Chris J. Johnson, Natural Resources and Environmental Studies, University of Northern British Columbia, 3333 University Way, Prince George, BC V2N 4Z9 Canada, Doug C. Heard, British Columbia Environment, 1011 4th Avenue, Prince George, BC V2L 3H9 Canada, and Katherine L. Parker, Natural Resources and Environmental Studies, University of Northern British Columbia, 3333 University Way, Prince George, BC V2N 4Z9 Canada

The northern woodland caribou ecotype (Rangifer tarandus caribou) has received relatively little management or research attention, but is thought to be increasingly threatened by expanding forestry practices in central and northern British Columbia.
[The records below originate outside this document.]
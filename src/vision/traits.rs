// Copyright (c) 2025 Fabstir
// SPDX-License-Identifier: BUSL-1.1
//! Model seams used by the analysis pipeline
//!
//! The request handler only sees these traits, so tests can swap the ONNX
//! models for fakes.

use anyhow::Result;
use image::DynamicImage;
use serde::Serialize;

/// Axis-aligned box in original image pixel coordinates
#[derive(Debug, Clone, Copy, PartialEq, Serialize)]
pub struct BoundingBox {
    pub x: f32,
    pub y: f32,
    pub width: f32,
    pub height: f32,
}

impl BoundingBox {
    pub fn area(&self) -> f32 {
        self.width.max(0.0) * self.height.max(0.0)
    }

    /// Intersection over union with another box
    pub fn iou(&self, other: &BoundingBox) -> f32 {
        let x1 = self.x.max(other.x);
        let y1 = self.y.max(other.y);
        let x2 = (self.x + self.width).min(other.x + other.width);
        let y2 = (self.y + self.height).min(other.y + other.height);

        let intersection = (x2 - x1).max(0.0) * (y2 - y1).max(0.0);
        let union = self.area() + other.area() - intersection;
        if union <= 0.0 {
            return 0.0;
        }
        intersection / union
    }
}

/// A single detected object
#[derive(Debug, Clone, PartialEq, Serialize)]
pub struct Detection {
    pub class_id: usize,
    pub label: String,
    pub confidence: f32,
    pub bounding_box: BoundingBox,
}

/// The scene label picked for an image, with the full score distribution
#[derive(Debug, Clone, PartialEq)]
pub struct SceneMatch {
    /// Index into the classifier's label vocabulary
    pub index: usize,
    pub label: String,
    /// Softmax probability of the chosen label
    pub score: f32,
    /// Softmax probabilities for every label, in vocabulary order
    pub scores: Vec<f32>,
}

/// Finds objects in an image
pub trait ObjectDetector: Send + Sync {
    fn detect(&self, image: &DynamicImage) -> Result<Vec<Detection>>;
}

/// Picks exactly one scene label for an image
pub trait SceneClassifier: Send + Sync {
    fn classify(&self, image: &DynamicImage) -> Result<SceneMatch>;

    /// The fixed vocabulary the classifier chooses from
    fn labels(&self) -> &[String];
}
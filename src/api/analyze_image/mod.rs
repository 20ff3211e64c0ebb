// Copyright (c) 2025 Fabstir
// SPDX-License-Identifier: BUSL-1.1
//! Analyze image API endpoint module
//!
//! Provides POST /analyze-image/ for multipart image uploads.

pub mod handler;
pub mod response;

pub use handler::{analyze_image_handler, read_upload, UPLOAD_FIELD};
pub use response::AnalyzeImageResponse;
// Copyright (c) 2025 Fabstir
// SPDX-License-Identifier: BUSL-1.1
//! Upload-to-report pipeline

use anyhow::Context;
use std::collections::BTreeSet;
use std::sync::Arc;
use thiserror::Error;
use tracing::{debug, info};

use super::prompts::{objects_phrase, paragraph_prompt, poem_prompt};
use crate::generation::TextGenerator;
use crate::vision::{decode_image_bytes, ImageError, ObjectDetector, SceneClassifier};

/// Request-fatal failures
#[derive(Debug, Error)]
pub enum AnalysisError {
    #[error(transparent)]
    Decode(#[from] ImageError),

    #[error("{0:#}")]
    Inference(anyhow::Error),
}

/// Everything produced for one image
#[derive(Debug, Clone, PartialEq)]
pub struct AnalysisReport {
    /// Unique detected labels, sorted
    pub objects: Vec<String>,
    pub scenery: String,
    pub description: String,
    pub poem: String,
}

/// Labels derived from the vision models, before text generation
#[derive(Debug, Clone, PartialEq)]
pub struct ImageLabels {
    pub objects: BTreeSet<String>,
    pub scenery: String,
}

/// Runs detection, scene classification and text generation for one upload
#[derive(Clone)]
pub struct ImageAnalyzer {
    detector: Arc<dyn ObjectDetector>,
    classifier: Arc<dyn SceneClassifier>,
    generator: Arc<dyn TextGenerator>,
}

impl ImageAnalyzer {
    pub fn new(
        detector: Arc<dyn ObjectDetector>,
        classifier: Arc<dyn SceneClassifier>,
        generator: Arc<dyn TextGenerator>,
    ) -> Self {
        Self {
            detector,
            classifier,
            generator,
        }
    }

    /// Decode the image and run both vision models
    ///
    /// Blocking; the async entry point moves this onto the blocking pool.
    pub fn label_image(&self, bytes: &[u8]) -> Result<ImageLabels, AnalysisError> {
        let (image, info) = decode_image_bytes(bytes)?;
        debug!(
            "Decoded {:?} image {}x{} ({} bytes)",
            info.format, info.width, info.height, info.size_bytes
        );

        let objects: BTreeSet<String> = self
            .detector
            .detect(&image)
            .context("Object detection failed")
            .map_err(AnalysisError::Inference)?
            .into_iter()
            .map(|d| d.label)
            .collect();

        let scene = self
            .classifier
            .classify(&image)
            .context("Scene classification failed")
            .map_err(AnalysisError::Inference)?;

        Ok(ImageLabels {
            objects,
            scenery: scene.label,
        })
    }

    /// Full pipeline for one uploaded image
    pub async fn analyze(&self, bytes: Vec<u8>) -> Result<AnalysisReport, AnalysisError> {
        let analyzer = self.clone();
        let labels = tokio::task::spawn_blocking(move || analyzer.label_image(&bytes))
            .await
            .context("Vision task panicked")
            .map_err(AnalysisError::Inference)??;

        let objects: Vec<String> = labels.objects.into_iter().collect();
        let objects_str = objects_phrase(&objects);

        info!("objects: {}", objects_str);
        info!("scene: {}", labels.scenery);

        let paragraph = paragraph_prompt(&objects_str, &labels.scenery);
        let poem = poem_prompt(&objects_str, &labels.scenery);

        let (description, poem) = tokio::join!(
            self.generator.generate(&paragraph),
            self.generator.generate(&poem)
        );

        Ok(AnalysisReport {
            objects,
            scenery: labels.scenery,
            description,
            poem,
        })
    }
}
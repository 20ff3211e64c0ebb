// Copyright (c) 2025 Fabstir
// SPDX-License-Identifier: BUSL-1.1
//! Analyze image response types

use serde::{Deserialize, Serialize};

use crate::analysis::AnalysisReport;

/// Successful analysis of one image
#[derive(Debug, Clone, Serialize, Deserialize, PartialEq)]
pub struct AnalyzeImageResponse {
    /// Unique detected object labels
    pub objects: Vec<String>,
    /// One of the fixed scene labels
    pub scenery: String,
    /// Generated paragraph, or an inline generation error
    pub description: String,
    /// Generated poem, or an inline generation error
    pub poem: String,
}

impl From<AnalysisReport> for AnalyzeImageResponse {
    fn from(report: AnalysisReport) -> Self {
        Self {
            objects: report.objects,
            scenery: report.scenery,
            description: report.description,
            poem: report.poem,
        }
    }
}
// Copyright (c) 2025 Fabstir
// SPDX-License-Identifier: BUSL-1.1
//! CLIP zero-shot scene classifier
//!
//! Holds the visual and text towers of a CLIP checkpoint exported to ONNX.
//! Text embeddings for the scene vocabulary are computed once at load time,
//! so each request only runs the visual tower.

use anyhow::{Context, Result};
use image::DynamicImage;
use ndarray::{Array1, Array2, Ix2};
use ort::value::Value;
use std::path::Path;
use tracing::{debug, info};

use super::preprocessing::preprocess_for_clip;
use super::scene::select_scene;
use super::tokenizer::ClipTokenizer;
use crate::vision::session::{ExecutionDevice, OnnxSession};
use crate::vision::traits::{SceneClassifier, SceneMatch};

/// File name of the visual tower inside the checkpoint directory
pub const VISUAL_MODEL_FILE: &str = "visual.onnx";
/// File name of the text tower inside the checkpoint directory
pub const TEXTUAL_MODEL_FILE: &str = "textual.onnx";
/// File name of the tokenizer inside the checkpoint directory
pub const TOKENIZER_FILE: &str = "tokenizer.json";

#[derive(Debug, Clone)]
pub struct ClipSceneClassifier {
    visual: OnnxSession,
    labels: Vec<String>,
    /// Raw text-tower output, one row per label
    text_embeddings: Array2<f32>,
}

impl ClipSceneClassifier {
    /// Load both towers from `model_dir` and embed `labels`
    pub fn load(model_dir: &Path, labels: &[&str]) -> Result<Self> {
        if labels.is_empty() {
            anyhow::bail!("Scene vocabulary must not be empty");
        }
        if !model_dir.is_dir() {
            anyhow::bail!("CLIP model directory not found: {}", model_dir.display());
        }

        let tokenizer = ClipTokenizer::from_file(&model_dir.join(TOKENIZER_FILE))?;
        let visual = OnnxSession::load(&model_dir.join(VISUAL_MODEL_FILE), "CLIP visual")?;
        let textual = OnnxSession::load(&model_dir.join(TEXTUAL_MODEL_FILE), "CLIP text")?;

        let token_ids = tokenizer.encode_batch(labels)?;
        // Kept unnormalized; scene scoring ranks by raw dot product
        let text_embeddings = embed_texts(&textual, token_ids)?;
        if text_embeddings.nrows() != labels.len() {
            anyhow::bail!(
                "CLIP text encoder returned {} rows for {} labels",
                text_embeddings.nrows(),
                labels.len()
            );
        }

        info!(
            "✅ Embedded {} scene labels (dim {})",
            labels.len(),
            text_embeddings.ncols()
        );

        Ok(Self {
            visual,
            labels: labels.iter().map(|s| s.to_string()).collect(),
            text_embeddings,
        })
    }

    pub fn device(&self) -> ExecutionDevice {
        self.visual.device
    }

    /// Raw image embedding from the visual tower
    pub fn embed_image(&self, image: &DynamicImage) -> Result<Vec<f32>> {
        let input = preprocess_for_clip(image);
        let input_value = Value::from_array(input).context("Failed to create input tensor")?;

        let mut session = self.visual.lock()?;
        let outputs = session
            .run(ort::inputs![&self.visual.input_name => input_value])
            .context("CLIP visual inference failed")?;

        let output_tensor = outputs[0]
            .try_extract_array::<f32>()
            .context("Failed to extract image embedding")?;

        Ok(output_tensor.iter().copied().collect())
    }
}

/// Run the text tower over a `[labels, 77]` id matrix
fn embed_texts(textual: &OnnxSession, token_ids: Array2<i64>) -> Result<Array2<f32>> {
    let input_value = Value::from_array(token_ids).context("Failed to create token tensor")?;

    let mut session = textual.lock()?;
    let outputs = session
        .run(ort::inputs![&textual.input_name => input_value])
        .context("CLIP text inference failed")?;

    let output_tensor = outputs[0]
        .try_extract_array::<f32>()
        .context("Failed to extract text embeddings")?;

    let embeddings = output_tensor
        .to_owned()
        .into_dimensionality::<Ix2>()
        .context("CLIP text encoder output is not [labels, dim]")?;
    Ok(embeddings)
}

impl SceneClassifier for ClipSceneClassifier {
    fn classify(&self, image: &DynamicImage) -> Result<SceneMatch> {
        let embedding = Array1::from(self.embed_image(image)?);
        let scene = select_scene(embedding.view(), self.text_embeddings.view(), &self.labels)?;

        debug!("Scene '{}' (p={:.3})", scene.label, scene.score);

        Ok(scene)
    }

    fn labels(&self) -> &[String] {
        &self.labels
    }
}
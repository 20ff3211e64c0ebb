// Copyright (c) 2025 Fabstir
// SPDX-License-Identifier: BUSL-1.1
//! Text generation through a hosted chat-completion API

pub mod client;

pub use client::{
    CompletionClient, CompletionConfig, GenerationError, TextGenerator, ERROR_PREFIX,
    NO_RESPONSE,
};
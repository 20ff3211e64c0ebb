// Copyright (c) 2025 Fabstir
// SPDX-License-Identifier: BUSL-1.1
//! Zero-shot scene classification with CLIP

pub mod model;
pub mod preprocessing;
pub mod scene;
pub mod tokenizer;

pub use model::{ClipSceneClassifier, TEXTUAL_MODEL_FILE, TOKENIZER_FILE, VISUAL_MODEL_FILE};
pub use preprocessing::{preprocess_for_clip, CLIP_INPUT_SIZE, CLIP_MEAN, CLIP_STD};
pub use scene::{argmax_first, select_scene, softmax, LOGIT_SCALE, SCENE_LABELS};
pub use tokenizer::{ClipTokenizer, CONTEXT_LENGTH};
// Copyright (c) 2025 Fabstir
// SPDX-License-Identifier: BUSL-1.1
pub mod service;

pub use service::{ConfigError, ServiceConfig, PLACEHOLDER_API_KEYS};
We are using a hierarchical research approach to explore habitat selection and movement patterns relative to three spatial scales. Analysis at a micro-habitat scale will identify and explain what forage sites are being selected. At stand and landscape scales, we will use a geographical information system (GIS) to analyze spatial and temporal caribou information in relation to digital habitat maps. One of the limitations of studying animals with relatively large ranges is acquiring accurate and representative location data. Global positioning system (GPS) technology can potentially overcome some of the difficulties associated with conventional radio-telemetry techniques. GPS collars are capable of collecting frequent location data at pre-set intervals regardless of weather conditions or daylight. Ten caribou were captured and fitted with 1.8- or 2.2-kg large mammal GPS collars during 1996-1997. From the first 17 months of GPS location data, we will derive a data subset to represent locations that could have been obtained by conventional telemetry techniques. This assumes one radio-telemetry flight per week, with the day randomly chosen from acceptable weather conditions, and one location per animal randomly selected during daylight hours. Home range statistics will be calculated and used to compare two GPS data sets sorted by accuracy, and the simulated conventional telemetry data set. Benefits and difficulties associated with GPS collars will also be discussed.